Amazon.com Review
Empires of the Sand presents the diplomatic and military history of the Middle East, beginning with France's Egyptian campaigns during which Napoleon startled Europe by claiming to have converted to Islam. The conventional wisdom has been that during the 19th century, the Great Powers of Europe actively sought the dismemberment of the region's preeminent power, the Ottoman Empire, finally using its alliance with Germany during the First World War as an excuse to carve it up into artificial entities and thus sow the seeds for the Middle East's problems today. This is not how London-based historians
Efraim and
Inari Karsh approach their subject. They see a constant interplay of interests and intrigue, with pressures from regional forces, such as the Hashemites, as the main impetus for the destruction of the Ottoman Empire. When they needed support and protection, local states and rulers didn't hesitate to call on infidels they had previously vilified. The West played similar diplomatic games, for example, preventing Bulgaria from taking Istanbul in 1912 for fear of upsetting the overall European balance of power.

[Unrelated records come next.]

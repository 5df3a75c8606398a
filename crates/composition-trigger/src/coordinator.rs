use std::sync::Arc;

use futures_util::StreamExt;
use graph_labels::LabelSet;
use tracing::Instrument;

use crate::{
    Config, Error,
    composer::{Composer, CompositionInput, SubgraphInput},
    records::{
        CompositionRecord, EMPTY_MEMBERSHIP_ERROR, FederatedGraphRecord, MISSING_SCHEMA_ERROR, NamespaceSnapshot,
        SubgraphRecord,
    },
    requests::*,
    store::GraphStore,
    trigger::{DirtyGraphs, MatchersChange, Mutation, MutationPlan},
};

/// Applies requests to subgraphs and federated graphs, keeps memberships up to date and runs
/// one composition per federated graph each request made dirty.
pub struct Coordinator {
    store: GraphStore,
    composer: Arc<dyn Composer>,
    config: Config,
}

impl Coordinator {
    pub fn new(store: GraphStore, composer: impl Composer + 'static, config: Config) -> Self {
        Coordinator {
            store,
            composer: Arc::new(composer),
            config,
        }
    }

    pub fn config(&self) -> &Config {
        &self.config
    }

    pub async fn create_federated_graph(&self, request: CreateFederatedGraph) -> Result<MutationOutcome, Error> {
        let namespace = self.namespace(request.namespace.as_deref());

        self.mutate(&namespace, move |mutation| {
            let mut graph = FederatedGraphRecord::new(request.name, request.label_matchers);
            graph.is_contract = request.is_contract;

            mutation.on_federated_graph_created(graph)
        })
        .await
    }

    pub async fn create_subgraph(&self, request: CreateSubgraph) -> Result<MutationOutcome, Error> {
        let namespace = self.namespace(request.namespace.as_deref());

        self.mutate(&namespace, move |mutation| {
            mutation.on_subgraph_created(SubgraphRecord::new(request.name, request.labels))
        })
        .await
    }

    /// Label changes and a schema publish in the same request lead to a single composition per
    /// affected graph.
    pub async fn update_subgraph(&self, request: UpdateSubgraph) -> Result<MutationOutcome, Error> {
        let namespace = self.namespace(request.namespace.as_deref());

        self.mutate(&namespace, move |mutation| {
            if !mutation.snapshot().subgraphs.contains_key(&request.name) {
                return Err(Error::SubgraphNotFound {
                    namespace: mutation.snapshot().namespace.clone(),
                    name: request.name,
                });
            }

            let labels = if request.unset_labels {
                Some(LabelSet::new())
            } else {
                request.labels
            };

            if let Some(labels) = labels {
                mutation.on_subgraph_labels_changed(&request.name, labels)?;
            }

            if let Some(schema) = request.schema {
                mutation.on_schema_published(&request.name, schema)?;
            }

            Ok(mutation.dirty().clone())
        })
        .await
    }

    pub async fn publish_subgraph(&self, request: PublishSubgraph) -> Result<MutationOutcome, Error> {
        let namespace = self.namespace(request.namespace.as_deref());

        self.mutate(&namespace, move |mutation| {
            mutation.on_schema_published(&request.name, request.schema)
        })
        .await
    }

    pub async fn update_federated_graph(&self, request: UpdateFederatedGraph) -> Result<MutationOutcome, Error> {
        let namespace = self.namespace(request.namespace.as_deref());

        self.mutate(&namespace, move |mutation| {
            let change = MatchersChange {
                label_matchers: request.label_matchers,
                unset_label_matchers: request.unset_label_matchers,
            };

            mutation.on_matchers_changed(&request.name, change)
        })
        .await
    }

    pub async fn delete_subgraph(&self, request: DeleteSubgraph) -> Result<MutationOutcome, Error> {
        let namespace = self.namespace(request.namespace.as_deref());

        self.mutate(&namespace, move |mutation| mutation.on_subgraph_deleted(&request.name))
            .await
    }

    /// The composition records of a federated graph, oldest first.
    pub async fn compositions(
        &self,
        namespace: Option<&str>,
        federated_graph: &str,
    ) -> Result<Vec<CompositionRecord>, Error> {
        let namespace = self.namespace(namespace);

        Ok(self.store.compositions(&namespace, federated_graph).await?)
    }

    pub async fn load_namespace(&self, namespace: Option<&str>) -> Result<NamespaceSnapshot, Error> {
        let namespace = self.namespace(namespace);

        Ok(self.store.load_namespace(&namespace).await?)
    }

    fn namespace(&self, namespace: Option<&str>) -> String {
        namespace.unwrap_or(&self.config.default_namespace).to_owned()
    }

    async fn mutate<F>(&self, namespace: &str, apply: F) -> Result<MutationOutcome, Error>
    where
        F: FnOnce(&mut Mutation<'_>) -> Result<DirtyGraphs, Error>,
    {
        let mut snapshot = self.store.load_namespace(namespace).await?;

        let plan = {
            let mut mutation = Mutation::new(&mut snapshot);
            apply(&mut mutation)?;
            mutation.finish()
        };

        self.commit(&snapshot, &plan).await?;

        let compositions = self.compose(&mut snapshot, &plan.dirty).await?;

        Ok(MutationOutcome {
            dirty: plan.dirty,
            compositions,
        })
    }

    async fn commit(&self, snapshot: &NamespaceSnapshot, plan: &MutationPlan) -> Result<(), Error> {
        let namespace = snapshot.namespace.as_str();

        for name in &plan.deleted_subgraphs {
            self.store.delete_subgraph(namespace, name).await?;
        }

        for subgraph in plan
            .saved_subgraphs
            .iter()
            .filter_map(|name| snapshot.subgraphs.get(name))
        {
            self.store.save_subgraph(namespace, subgraph).await?;
        }

        for graph in plan
            .saved_graphs
            .iter()
            .filter_map(|name| snapshot.federated_graphs.get(name))
        {
            self.store.save_federated_graph(namespace, graph).await?;
        }

        Ok(())
    }

    /// One attempt per dirty graph, at most `max_parallel` at a time. Records are appended in
    /// graph name order.
    async fn compose(
        &self,
        snapshot: &mut NamespaceSnapshot,
        dirty: &DirtyGraphs,
    ) -> Result<Vec<CompositionRecord>, Error> {
        let inputs: Vec<CompositionInput> = dirty
            .iter()
            .filter_map(|name| snapshot.federated_graphs.get(name))
            .map(|graph| CompositionInput {
                namespace: snapshot.namespace.clone(),
                federated_graph: graph.name.clone(),
                subgraphs: graph
                    .members
                    .iter()
                    .map(|name| SubgraphInput {
                        name: name.clone(),
                        schema: snapshot
                            .subgraphs
                            .get(name)
                            .and_then(|subgraph| subgraph.schema.clone()),
                    })
                    .collect(),
            })
            .collect();

        let mut attempts: Vec<(CompositionRecord, Option<String>)> = futures_util::stream::iter(inputs)
            .map(|input| self.attempt(input))
            .buffer_unordered(self.config.composition.max_parallel.get())
            .collect()
            .await;

        attempts.sort_by(|(one, _), (other, _)| one.federated_graph.cmp(&other.federated_graph));

        let mut records = Vec::with_capacity(attempts.len());

        for (record, composed_schema) in attempts {
            self.store.append_composition(&snapshot.namespace, &record).await?;

            // A failed attempt keeps the previous composed schema. Only the schema is written: the
            // matchers and members may have changed in the store while composing.
            if let Some(composed_schema) = composed_schema {
                self.store
                    .save_composed_schema(&snapshot.namespace, &record.federated_graph, &composed_schema)
                    .await?;

                if let Some(graph) = snapshot.federated_graphs.get_mut(&record.federated_graph) {
                    graph.composed_schema = Some(composed_schema);
                }
            }

            records.push(record);
        }

        Ok(records)
    }

    async fn attempt(&self, input: CompositionInput) -> (CompositionRecord, Option<String>) {
        let members = input.subgraphs.iter().map(|subgraph| subgraph.name.clone()).collect();
        let record = CompositionRecord::pending(&input.federated_graph, members);

        if input.subgraphs.is_empty() {
            tracing::info!(
                namespace = %input.namespace,
                federated_graph = %input.federated_graph,
                "federated graph has no subgraph, skipping composition"
            );

            return (record.fail(vec![EMPTY_MEMBERSHIP_ERROR.to_owned()]), None);
        }

        let span = tracing::info_span!(
            "compose",
            namespace = %input.namespace,
            federated_graph = %input.federated_graph,
            subgraphs = input.subgraphs.len(),
        );

        let output = self.composer.compose(&input).instrument(span).await;

        if output.is_success() {
            (record.succeed(), output.composed_schema)
        } else {
            tracing::warn!(
                namespace = %input.namespace,
                federated_graph = %input.federated_graph,
                errors = output.errors.len(),
                composed = output.composed_schema.is_some(),
                "composition failed"
            );

            let errors = if output.errors.is_empty() {
                vec![MISSING_SCHEMA_ERROR.to_owned()]
            } else {
                output.errors
            };

            (record.fail(errors), None)
        }
    }
}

In the Crimean War of 1854, France and Britain actually went to war with Russia to defend Turkish interests. Though it is fashionable for relations between the Christian West and Islamic Middle East to be presented in terms of a "clash of civilizations," the well-researched analysis of
Empires of the Sand convincingly reinterprets the turbulent diplomacy of this endlessly fascinating region.
--John Stevenson
From Publishers Weekly
This survey of the demise of the Ottoman Empire reeks of academic turf wars. In assessing the last 130-odd years of the Turkish empire, the authors assault the prevailing wisdom that the decline of the "Sick Man of Europe" was inevitable; they claim, rather, that it resulted from a series of poor choices made by its leaders. This approach is both provocative and productive, as the authors, relying on an impressive array of archival and secondary sources, demonstrate how the Ottoman leaders sealed their own fate--their decision to play cat-and-mouse with both sides during WWI was only the final error in a series of blunders. The two London-based scholars also debunk the myth of early Arab nationalism and show that, as the empire was being divvied up after the war, Arab leaders grabbed whatever land they could get in search of personal gain. But the authors' relentlessly negative depictions of the motivations of Turkish and Arab leaders--"Greed rather than necessity drove the Ottoman Empire into the First World War," for example--in contrast to the nonjudgmental ways in which they describe Western leaders seem to derive from an anti-Eastern animus. Indeed, this apparent bias undermines their plausible argument that "there has been no 'clash of civilizations' between the Middle East and the West in the past two centuries, but rather a pattern of pragmatic cooperation and conflict," and prevents this otherwise comprehensive text from being a much more useful source. (Dec.)